A: Ne anlıyorsun problemden? M: (Şekli çizerek üzerine yazmaya başlar ) A ile B’yi çizeyim, A’dan B’ye akıntı hızı 10km, 120 dakika bu da 2 saat yapar, B’den A’ya 3 saatte dönüyor. A: Neden aynı yolu aynı hızla 3 saatte dönüyor? M: Akıntı hızını yavaşlattığı için 3 saatte bu da 180 dakika yapar. A: Akıntı nereye doğru? M: (Çizerek) B’ye doğru. A: Ne soruyor? M: Botun hızını soruyor. A: Evet.

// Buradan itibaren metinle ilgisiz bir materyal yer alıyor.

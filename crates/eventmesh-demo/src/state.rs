//! Shared application state.

use std::sync::Arc;
use std::time::Duration;

use eventmesh_aggregator::{
    AggregateHandle, AggregatorConfig, EventAggregator, SagaHandle, SagaState,
};
use eventmesh_core::clock::SharedClock;
use eventmesh_core::store::StateStore;
use serde_json::json;
use uuid::Uuid;

use crate::error::DemoError;
use crate::orders::{
    CAPTURED, ORDERS, OrderBook, PAYMENTS, PLACED, SHIPPED, fold_order, fulfilment_saga,
};

/// Everything the demo flow needs, wired once at startup.
#[derive(Debug, Clone)]
pub struct AppState {
    /// The aggregator owning every domain.
    pub aggregator: EventAggregator,
    /// Read model of the `orders` domain.
    pub orders: AggregateHandle<OrderBook>,
    /// The registered fulfilment saga.
    pub fulfilment: SagaHandle,
}

impl AppState {
    /// Registers the domains, the order book and the fulfilment saga.
    #[must_use]
    pub fn new(
        config: AggregatorConfig,
        clock: SharedClock,
        store: Option<Arc<dyn StateStore>>,
    ) -> Self {
        let aggregator = EventAggregator::with_collaborators(config, clock, store);
        aggregator.register_domain(ORDERS, [PLACED, SHIPPED]);
        aggregator.register_domain(PAYMENTS, [CAPTURED]);
        let orders =
            aggregator.create_aggregate(ORDERS, "order-book", fold_order, OrderBook::default());
        let fulfilment = aggregator.register_saga(fulfilment_saga(&aggregator));
        Self {
            aggregator,
            orders,
            fulfilment,
        }
    }

    /// Publishes the placement and starts fulfilment for it. Returns the
    /// saga instance id.
    ///
    /// # Errors
    ///
    /// Returns `DemoError::Aggregator` if publishing or starting fails.
    pub fn place_order(
        &self,
        order_id: &str,
        total_cents: u64,
        quantity: u64,
        correlation_id: &str,
    ) -> Result<Uuid, DemoError> {
        let order = json!({
            "orderId": order_id,
            "totalCents": total_cents,
            "quantity": quantity,
            "correlationId": correlation_id,
        });
        self.orders.dispatch(PLACED, order.clone())?;
        Ok(self.fulfilment.start(order)?)
    }

    /// Polls the fulfilment instance until it is parked waiting for
    /// payment.
    ///
    /// # Errors
    ///
    /// Returns `DemoError::Stalled` if it is not parked within `timeout`,
    /// or `DemoError::Aggregator` if the instance is unknown.
    pub async fn until_awaiting_payment(
        &self,
        instance: Uuid,
        timeout: Duration,
    ) -> Result<(), DemoError> {
        let deadline = tokio::time::Instant::now() + timeout;
        loop {
            let status = self.fulfilment.status(instance)?;
            if status.state == SagaState::Waiting {
                return Ok(());
            }
            if status.state.is_terminal() || tokio::time::Instant::now() >= deadline {
                return Err(DemoError::Stalled {
                    instance,
                    state: status.state,
                });
            }
            tokio::time::sleep(Duration::from_millis(10)).await;
        }
    }

    /// Publishes a payment capture for `order_id`.
    ///
    /// # Errors
    ///
    /// Returns `DemoError::Aggregator` if publishing fails.
    pub fn capture_payment(&self, order_id: &str, correlation_id: &str) -> Result<(), DemoError> {
        self.aggregator.publish(
            PAYMENTS,
            CAPTURED,
            json!({ "orderId": order_id, "correlationId": correlation_id, "captured": true }),
        )?;
        Ok(())
    }
}
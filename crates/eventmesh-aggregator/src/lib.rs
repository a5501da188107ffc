//! # Eventmesh Aggregator — domains, correlation and sagas
//!
//! An [`EventAggregator`] owns one [`TopicBus`](eventmesh_bus::TopicBus) per
//! business domain. Every accepted publish becomes an immutable, shared
//! [`EventEnvelope`] that is:
//!
//! 1. appended to a bounded [`EventJournal`] (replayable),
//! 2. added to its correlation chain,
//! 3. offered to sagas waiting on its `domain:topic` key,
//! 4. dispatched on the domain bus,
//! 5. folded into the domain's aggregates.
//!
//! Sagas ([`SagaDefinition`]) are ordered async steps with optional
//! compensations. Each instance runs on its own tokio task.

#![cfg_attr(test, allow(clippy::unwrap_used))]

pub mod aggregate;
pub mod aggregator;
pub mod config;
pub mod correlation;
pub mod envelope;
pub mod error;
pub mod journal;
pub mod saga;

pub use aggregate::{AggregateHandle, Reducer};
pub use aggregator::{
    AggregatorStats, DomainInfo, EventAggregator, MaintenanceReport, STATS_KEY, STATS_NAMESPACE,
    WeakAggregator,
};
pub use config::AggregatorConfig;
pub use correlation::{ChainLink, CorrelationView};
pub use envelope::{EventEnvelope, METADATA_VERSION, event_key};
pub use error::{AggregatorError, StepError, StepResult};
pub use journal::{EventJournal, ReplayFilter};
pub use saga::{
    COMPENSATED_TOPIC, COMPLETED_TOPIC, CompletedStep, SAGA_DOMAIN, SagaDefinition, SagaHandle,
    SagaState, SagaStatus, SagaStep,
};
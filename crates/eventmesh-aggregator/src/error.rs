//! Aggregator and saga error types.

use eventmesh_bus::BusError;
use eventmesh_core::error::CoreError;
use thiserror::Error;
use uuid::Uuid;

/// Failure returned by a saga step or compensation.
pub type StepError = Box<dyn std::error::Error + Send + Sync>;

/// Result of a saga step: a partial object merged into the instance data.
pub type StepResult = Result<serde_json::Value, StepError>;

/// Errors raised by the aggregator and the saga engine.
#[derive(Debug, Error)]
pub enum AggregatorError {
    /// `start_saga` named a saga that was never registered.
    #[error("unknown saga: {0}")]
    UnknownSaga(String),

    /// A status query named an instance that does not exist or was pruned.
    #[error("saga {saga} has no instance {id}")]
    InstanceNotFound {
        /// Saga name.
        saga: String,
        /// Requested instance.
        id: Uuid,
    },

    /// A saga was started outside of a tokio runtime.
    #[error("saga {0} requires a running tokio runtime")]
    NoRuntime(String),

    /// Dispatch machinery failure on a domain bus.
    #[error(transparent)]
    Bus(#[from] BusError),

    /// Timer or configuration failure.
    #[error(transparent)]
    Core(#[from] CoreError),
}
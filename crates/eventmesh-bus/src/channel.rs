//! Namespaced views over a topic bus.

use std::future::Future;
use std::time::Duration;

use crate::bus::TopicBus;
use crate::error::{BusError, ListenerResult};
use crate::listener::{ListenerId, Subscription};

/// A view over a [`TopicBus`] that prefixes every topic with
/// `channel:<name>:`. Holds no state of its own.
#[derive(Debug, Clone)]
pub struct Channel<M> {
    bus: TopicBus<M>,
    name: String,
}

impl<M> Channel<M>
where
    M: Clone + Send + Sync + 'static,
{
    pub(crate) fn new(bus: TopicBus<M>, name: String) -> Self {
        Self { bus, name }
    }

    /// The channel name.
    #[must_use]
    pub fn name(&self) -> &str {
        &self.name
    }

    /// The underlying bus topic for `topic`.
    #[must_use]
    pub fn topic(&self, topic: &str) -> String {
        format!("channel:{}:{topic}", self.name)
    }

    /// Publishes on the prefixed topic.
    ///
    /// # Errors
    ///
    /// See [`TopicBus::publish`].
    pub fn publish(&self, topic: &str, message: M) -> Result<bool, BusError> {
        self.bus.publish(&self.topic(topic), message)
    }

    /// Subscribes to the prefixed topic.
    pub fn subscribe<F>(&self, topic: &str, handler: F) -> Subscription
    where
        F: Fn(&M) -> ListenerResult + Send + Sync + 'static,
    {
        self.bus.subscribe(self.topic(topic), handler)
    }

    /// Subscribes once to the prefixed topic.
    pub fn subscribe_once<F>(&self, topic: &str, handler: F) -> Subscription
    where
        F: Fn(&M) -> ListenerResult + Send + Sync + 'static,
    {
        self.bus.subscribe_once(self.topic(topic), handler)
    }

    /// Registers an async listener on the prefixed topic.
    pub fn subscribe_async<F, Fut>(&self, topic: &str, handler: F) -> Subscription
    where
        F: Fn(M) -> Fut + Send + Sync + 'static,
        Fut: Future<Output = ListenerResult> + Send + 'static,
    {
        self.bus.subscribe_async(self.topic(topic), handler)
    }

    /// Removes a registration from the prefixed topic.
    pub fn unsubscribe(&self, topic: &str, id: ListenerId) -> bool {
        self.bus.unsubscribe(&self.topic(topic), id)
    }

    /// Waits for the next publish on the prefixed topic.
    ///
    /// # Errors
    ///
    /// See [`TopicBus::wait_for`].
    pub async fn wait_for(&self, topic: &str, timeout: Duration) -> Result<M, BusError> {
        self.bus.wait_for(&self.topic(topic), timeout).await
    }
}
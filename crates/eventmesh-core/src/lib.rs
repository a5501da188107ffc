//! Eventmesh Core — shared abstractions.
//!
//! This crate defines the collaborators the bus and the aggregator depend on:
//! a clock, a write-only state store, a named timer registry and the
//! environment-driven configuration helpers. It contains no event logic.

pub mod clock;
pub mod config;
pub mod error;
pub mod store;
pub mod timer;
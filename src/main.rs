mod app;
mod cli;
mod config;
mod controller;
mod error;
mod event;
mod model;
mod store;
mod theme;
mod ui;

use std::io;
use std::panic;
use std::time::Duration;

use clap::Parser;
use ratatui::DefaultTerminal;

use app::App;
use cli::{Cli, Commands};
use controller::SyncController;
use model::TaskDraft;
use store::{HttpStore, MemoryStore, TaskStore};

/// 根据 CLI 参数和配置构造存储，返回 (store, 标题栏展示用的标识)
fn build_store(cli: &Cli, config: &config::Config) -> (Box<dyn TaskStore>, String) {
    if cli.demo {
        return (Box::new(MemoryStore::with_demo_tasks()), "demo".to_string());
    }
    let base_url = cli
        .server
        .clone()
        .unwrap_or_else(|| config.server.base_url.clone());
    let timeout = Duration::from_secs(config.server.timeout_secs);
    let store = HttpStore::new(&base_url, timeout);
    (Box::new(store), base_url)
}

/// 启动 TUI 界面
fn run_tui(store: Box<dyn TaskStore>, server_label: String, theme: theme::Theme) -> io::Result<()> {
    let mut terminal = ratatui::init();

    let mut app = App::new(SyncController::new(store), server_label, theme);
    let result = run(&mut terminal, &mut app);

    ratatui::restore();
    result
}

/// 主循环：渲染 → 处理事件，直到退出
fn run(terminal: &mut DefaultTerminal, app: &mut App) -> io::Result<()> {
    loop {
        terminal.draw(|frame| ui::render(frame, app))?;
        if !event::handle_events(app)? {
            return Ok(());
        }
    }
}

fn main() -> io::Result<()> {
    // Set up panic hook to restore terminal state on panic
    let original_hook = panic::take_hook();
    panic::set_hook(Box::new(move |panic_info| {
        ratatui::restore();
        original_hook(panic_info);
    }));

    let cli = Cli::parse();
    if let Err(e) = config::init_config_if_missing() {
        eprintln!("taskman: could not write default config: {e}");
    }
    let config = config::load_config();
    let (store, server_label) = build_store(&cli, &config);

    match cli.command {
        None => {
            let theme = theme::Theme::from_name(&config.theme.name);
            run_tui(store, server_label, theme)?;
        }
        Some(Commands::List { json }) => {
            if let Err(e) = cli::execute_list(store.as_ref(), json) {
                eprintln!("taskman: {e}");
                std::process::exit(1);
            }
        }
        Some(Commands::Add {
            title,
            description,
            status,
        }) => {
            let draft = TaskDraft {
                title,
                description,
                status,
            };
            if let Err(e) = cli::execute_add(store.as_ref(), &draft) {
                eprintln!("taskman: {e}");
                std::process::exit(1);
            }
        }
    }

    Ok(())
}
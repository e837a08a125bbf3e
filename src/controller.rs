//! 任务同步控制器
//!
//! 持有本地任务列表与当前编辑目标，是唯一允许修改这份状态的组件。
//! 每次 create/update/delete 成功后用服务端返回值对齐本地列表；
//! 失败的操作不留下任何局部修改，本地状态始终等于最后一次成功响应。

use crate::error::Result;
use crate::model::{Task, TaskDraft};
use crate::store::TaskStore;

/// 同步控制器
pub struct SyncController {
    store: Box<dyn TaskStore>,
    /// 本地任务列表（顺序 = 服务端返回顺序，新建追加到末尾）
    tasks: Vec<Task>,
    /// 当前编辑目标（None = 表单处于新建模式）
    editing: Option<Task>,
    /// 表单代数：编辑目标变化或提交完成后 +1，表单据此丢弃未提交的草稿
    form_generation: u64,
}

impl SyncController {
    pub fn new(store: Box<dyn TaskStore>) -> Self {
        Self {
            store,
            tasks: Vec::new(),
            editing: None,
            form_generation: 0,
        }
    }

    /// 当前任务列表快照（表现层每帧重读）
    pub fn tasks(&self) -> &[Task] {
        &self.tasks
    }

    /// 当前编辑目标
    pub fn editing(&self) -> Option<&Task> {
        self.editing.as_ref()
    }

    /// 当前表单代数
    pub fn form_generation(&self) -> u64 {
        self.form_generation
    }

    /// 首次加载 / 手动刷新：成功时整体替换本地列表，失败时列表保持原样
    pub fn refresh(&mut self) -> Result<()> {
        let tasks = self.store.list()?;
        self.tasks = tasks;
        Ok(())
    }

    /// 进入编辑模式，表单改为从 task 填充
    pub fn begin_edit(&mut self, task: Task) {
        self.editing = Some(task);
        self.form_generation += 1;
    }

    /// 退出编辑模式，表单回到新建默认值
    pub fn cancel_edit(&mut self) {
        self.editing = None;
        self.form_generation += 1;
    }

    /// 提交表单：有编辑目标走更新，否则走新建
    ///
    /// 失败时 tasks/editing/form_generation 全部保持原样。
    pub fn submit(&mut self, draft: &TaskDraft) -> Result<()> {
        match self.editing.clone() {
            None => {
                let created = self.store.create(draft)?;
                self.tasks.push(created);
            }
            Some(target) => {
                let updated = self.store.update(target.id, &target.with_draft(draft))?;
                // 按返回值的 ID 替换而不是按下标，列表顺序变化时也不会错位
                if let Some(slot) = self.tasks.iter_mut().find(|t| t.id == updated.id) {
                    *slot = updated;
                }
            }
        }
        self.editing = None;
        self.form_generation += 1;
        Ok(())
    }

    /// 删除任务：立即执行，无确认环节
    pub fn remove(&mut self, id: i64) -> Result<()> {
        self.store.delete(id)?;
        self.tasks.retain(|t| t.id != id);
        Ok(())
    }
}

M: İlk önce (AB yoluna x değişkenini vererek) AB yoluna x derim. t geçen zaman olur, botun hızına da V derim. V hızına botun hızını eklersem(birinci eşitliği yazarak) V+10 bunu da 120 ile çarparsam x’e eşit olur. A: Neden? M: Çünkü yol=hız.zaman olduğundan dolayı, yol buna eşit. A: Evet. M: Bir de x aynı zamanda(ikinci eşitliği yazarak) V-10 çarpı 180 dakika. A: Neden –10 dedin? M: Akıntı botun hızını yavaşlattığı için yani ters yönde olduğundan –10 derim. Öğrenci problemi tanımlayıp iki denklemi eşitledikten sonra işlem yaparak sonucu 50 olarak elde eder. İşlem basamağında botun bir saatte aldığı yolu bulurken dakika olarak hesaplamıştır. Bu aşamalarda öğrencinin çözümünde doğru strateji ve beceri kullanıldığı görülmektedir. İki denklem eşitlendiğinde 120 dakika ve 180 dakika sadeleştiğinden oran değişmemiş ve sonuç doğru bulunmuştur. Fakat araştırmacı, öğrenciye sonucun doğruluğunu nasıl kontrol edeceği sorusunu yönelterek öğrencinin stratejisini gözlemlemiştir. Öğrenci bulduğu değeri oluşturduğu denklemlerde yerlerine koyarak iki denklemin eşit olması gerektiğini ifade etmiştir. Fakat iki nokta arasındaki uzaklığı 7200 km olarak hesaplaması anlamsızdır. Çünkü aradaki yolu bulurken hız ile zamanı saat olarak çarpması gerekirken dakika olarak ele almıştır. Bu ise öğrencinin yanıldığını göstermektedir. Resim 2
A: Doğruluğunu nasıl kontrol edersin? M: (oluşturmuş olduğu birinci denklemi göstererek) 50’yi buraya yazarsam yerine x=(50+10)120, buradan (hesaplamaları yaparak) x= 7200 km olur. A: Evet. M: Yine aynı şekilde(ikinci denklemi göstererek ) 50’yi buraya yazarsam yerine x=(50-10).180, buradan (hesaplamaları yaptıktan sonra) x=7200 km olur, doğrudur. A: Peki 7200 km neyi ifade ediyor. M: 7200 botun akıntı ile birlikte 2 saatte aldığı yolu gösteriyor.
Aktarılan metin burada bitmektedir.